Die Menschenrechtsverteidiger_innen wurden von Angehörigen der Forstbehörde festgenommen. Laut malaysischem Recht sind die Angehörigen der Forstbehörde befugt, Festnahmen vorzunehmen. Es besteht jedoch Grund zur Annahme, dass sie ihre Befugnisse mit den Festnahmen und Inhaftierungen vom 23. und 24. Januar überschritten haben, da die Menschenrechtsaktivist_innen lediglich zur Zielscheibe wurden, weil sie ihrer Arbeit nachgegangen sind. Die Orang Asli demonstrieren friedlich gegen die Entscheidung der Regierung des Bundesstaat Kelantan, Abholzungslizenzen auszugeben. Die lokalen Behörden geben an, dass das Land nicht als indigenes Land gekennzeichnet war. Die beiden Journalisten, ein Fernsehjournalist und ein Kameramann, drehten einen Dokumentarfilm über die Abholzung in Kelantan im Nordosten von Malaysia.

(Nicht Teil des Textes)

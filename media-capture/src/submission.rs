use std::future::Future;

use crate::error::SubmitError;
use crate::models::RemoteRef;

/// Repeated form field carrying the uploaded photo references
pub const GALLERY_FIELD: &str = "gallery[]";

/// The action that receives the finished form
pub trait FormSubmitter: Send + Sync {
    fn submit(
        &self,
        payload: Vec<(String, String)>,
    ) -> impl Future<Output = Result<(), SubmitError>> + Send;
}

/// Appends one `gallery[]` entry per reference, in item order
pub fn build_payload(
    mut fields: Vec<(String, String)>,
    references: &[RemoteRef],
) -> Vec<(String, String)> {
    fields.extend(
        references
            .iter()
            .map(|r| (GALLERY_FIELD.to_string(), r.as_str().to_string())),
    );
    fields
}
// Platform backends for the gallery picker and the camera device.
//
// On Android (feature `picker`) both go through the host activity via JNI.
// Every other platform gets stubs that fail with a platform error, so the
// capture flow reports "camera unavailable" instead of hanging.

use image::DynamicImage;
use std::path::{Path, PathBuf};
use std::sync::atomic::{AtomicBool, Ordering};
use std::sync::Arc;
use std::time::Duration;

use crate::camera::{CameraDevice, CameraStream};
use crate::error::CameraError;
use crate::models::CaptureConfig;

#[cfg(all(target_os = "android", feature = "picker"))]
mod android;

#[cfg(all(target_os = "android", feature = "picker"))]
pub use android::{AndroidCamera, AndroidPickerConfig};

#[derive(Debug, Clone)]
pub enum PickerError {
    PermissionDenied(String),
    Timeout(String),
    Cancelled(String),
    PlatformNotSupported(String),
    Other(String),
}

impl std::fmt::Display for PickerError {
    fn fmt(&self, f: &mut std::fmt::Formatter<'_>) -> std::fmt::Result {
        match self {
            PickerError::PermissionDenied(msg) => write!(f, "Permission denied: {}", msg),
            PickerError::Timeout(msg) => write!(f, "Timeout: {}", msg),
            PickerError::Cancelled(msg) => write!(f, "Cancelled: {}", msg),
            PickerError::PlatformNotSupported(msg) => write!(f, "Platform not supported: {}", msg),
            PickerError::Other(msg) => write!(f, "Error: {}", msg),
        }
    }
}

impl std::error::Error for PickerError {}

impl From<PickerError> for CameraError {
    fn from(e: PickerError) -> Self {
        match e {
            PickerError::PermissionDenied(msg) => CameraError::PermissionDenied(msg),
            PickerError::PlatformNotSupported(msg) => CameraError::PlatformNotSupported(msg),
            PickerError::Timeout(msg) | PickerError::Cancelled(msg) | PickerError::Other(msg) => {
                CameraError::Unavailable(msg)
            }
        }
    }
}

/// Camera backend for platforms without capture support
#[derive(Debug, Default, Clone, Copy)]
pub struct UnavailableCamera;

/// Uninhabited: [`UnavailableCamera`] never yields a stream
pub enum NoStream {}

impl CameraStream for NoStream {
    async fn grab_frame(&mut self) -> Result<DynamicImage, CameraError> {
        match *self {}
    }

    fn stop(&mut self) {
        match *self {}
    }
}

impl CameraDevice for UnavailableCamera {
    type Stream = NoStream;

    async fn acquire(&self, _config: &CaptureConfig) -> Result<NoStream, CameraError> {
        Err(CameraError::PlatformNotSupported(
            "Camera not available on this platform".to_string(),
        ))
    }
}

/// A file written by a platform activity, deleted once dropped
#[derive(Debug)]
pub struct TempFrameFile {
    path: Option<PathBuf>,
}

impl TempFrameFile {
    pub fn new(path: PathBuf) -> Self {
        Self { path: Some(path) }
    }

    pub fn path(&self) -> Option<&Path> {
        self.path.as_deref()
    }

    /// Deletes the file now; later calls do nothing
    pub fn remove(&mut self) {
        if let Some(path) = self.path.take() {
            if let Err(e) = std::fs::remove_file(&path) {
                log::warn!("Could not remove camera file {:?}: {}", path, e);
            }
        }
    }
}

impl Drop for TempFrameFile {
    fn drop(&mut self) {
        self.remove();
    }
}

/// Tells a blocking poller that nobody waits for its result anymore
#[derive(Debug, Default, Clone)]
pub struct CancelFlag(Arc<AtomicBool>);

impl CancelFlag {
    pub fn is_cancelled(&self) -> bool {
        self.0.load(Ordering::Acquire)
    }

    pub fn cancel(&self) {
        self.0.store(true, Ordering::Release);
    }

    /// Cancels the flag when the returned guard is dropped
    pub fn guard(&self) -> CancelOnDrop {
        CancelOnDrop(self.clone())
    }
}

/// Held by the waiting side; dropping it (timeout, abort) stops the poller
#[derive(Debug)]
pub struct CancelOnDrop(CancelFlag);

impl Drop for CancelOnDrop {
    fn drop(&mut self) {
        self.0.cancel();
    }
}

/// Number of poll rounds that fit in `window`, at least one
pub fn poll_attempts(window: Duration, interval: Duration) -> u32 {
    if interval.is_zero() {
        return 1;
    }
    let rounds = window.as_millis() / interval.as_millis().max(1);
    u32::try_from(rounds).unwrap_or(u32::MAX).max(1)
}

#[cfg(all(target_os = "android", feature = "picker"))]
pub type PlatformCamera = AndroidCamera;

#[cfg(not(all(target_os = "android", feature = "picker")))]
pub type PlatformCamera = UnavailableCamera;

/// The camera backend of the current platform
pub fn platform_camera() -> PlatformCamera {
    PlatformCamera::default()
}

/// Lets the user pick any number of images from the system gallery
///
/// Blocks until the picker returns; call it from a blocking worker.
pub fn pick_gallery_paths() -> Result<Vec<PathBuf>, PickerError> {
    #[cfg(all(target_os = "android", feature = "picker"))]
    {
        android::pick_images(&AndroidPickerConfig::default())
    }

    #[cfg(not(all(target_os = "android", feature = "picker")))]
    {
        Err(PickerError::PlatformNotSupported(
            "Multi image picker not available on this platform".to_string(),
        ))
    }
}
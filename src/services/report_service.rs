use media_capture::{FormSubmitter, SubmitError};
use std::time::Duration;

use crate::config::AppConfig;
use crate::error::AppError;

const USER_AGENT: &str = "CivicReport/0.1.0";

/// Posts the finished report form-urlencoded to the report endpoint
pub struct HttpReportSubmitter {
    client: reqwest::Client,
    url: String,
}

impl HttpReportSubmitter {
    pub fn new(config: &AppConfig) -> Result<Self, AppError> {
        let client = reqwest::Client::builder()
            .timeout(Duration::from_secs(config.request_timeout_secs))
            .connect_timeout(Duration::from_secs(10))
            .user_agent(USER_AGENT)
            .build()?;
        Ok(Self {
            client,
            url: config.submit_url(),
        })
    }

    #[cfg(test)]
    pub fn url(&self) -> &str {
        &self.url
    }
}

impl FormSubmitter for HttpReportSubmitter {
    async fn submit(&self, payload: Vec<(String, String)>) -> Result<(), SubmitError> {
        log::debug!("Submitting report with {} field(s) to {}", payload.len(), self.url);
        let response = self
            .client
            .post(&self.url)
            .form(&payload)
            .send()
            .await
            .map_err(|e| SubmitError::Network(e.to_string()))?;

        let status = response.status();
        if !status.is_success() {
            log::warn!("Report rejected: HTTP {}", status);
            return Err(SubmitError::Rejected(status.as_u16()));
        }
        log::info!("Report submitted");
        Ok(())
    }
}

Die Orang Asli sind eine indigene Gruppe auf der Halbinsel Malaysia und wurde früher von den Behörden drangsaliert und eingeschüchtert. Zuletzt wurden 47 Orang Asli im November 2016 zwei Tage lang inhaftiert, nachdem sie friedlich gegen den Anspruch der Regierung auf ihr angestammtes Land protestiert hatten. Die Orang Asli befürchten, dass diese Repression weitergehen wird, da sie ihre spirituelle Beziehung zu dem Land, auf dem sie leben, verteidigen und befürchten, dass die Abholzungslizenzen diese zerstören könnten.

Hintergrundinformation

Hintergrund

Laut Artikel 8.5 (c) der Bundesverfassung von Malaysia haben die Orang Asli eine einzigartige Stellung im malaysischen Recht und genießen besondere Rechte auf Schutz, Wohlergehen und Förderung als indigene Völker der malaysischen Halbinsel, dazu gehört auch die Demarkierung ihres Landes. Die indigene Bevölkerung erfährt jedoch weiterhin Marginalisierung, Diskriminierung und dauernde Menschenrechtsverletzungen und die Behörden bemühen sich nicht diese zu beenden.

2007 verabschiedete die UN-Generalsversammlung die UN-Erklärung über die Rechte der indigenen Völker, in der die Mindeststandards „für das Überleben, Würde und Wohlergehen“ indigener Gemeinschaften in jedem Land festgelegt sind. Die Verpflichtung zur Umsetzung der UN-Erklärung hat die internationale Gemeinschaft einstimmig in dem Ergebnisdokument der UN-Weltkonferenz zu Indigenen Völkern 2014 bekräftigt.

Am 29. November 2016 wurden 47 Orang Asli bei einer Operation der Forstbehörde zur Beseitigung einer Blockade und dem Auseinandertreiben der friedlich Protestierenden festgenommen und inhaftiert. Man hielt sie zwei Tage lang fest und ließ sie dann ohne Anklage wieder frei. Nach den Festnahmen warnten die Behörden des Bundesstaates Kelantan, dass sie Vergeltungsmaßnahmen gegen diejenigen ergreifen würden, die versuchen sollten, „den Ruf der Polizei zu beschmutzen“, indem sie in sozialen Medien über die Festnahmen der Orang Asli im Bezirk Gua Musang berichteten.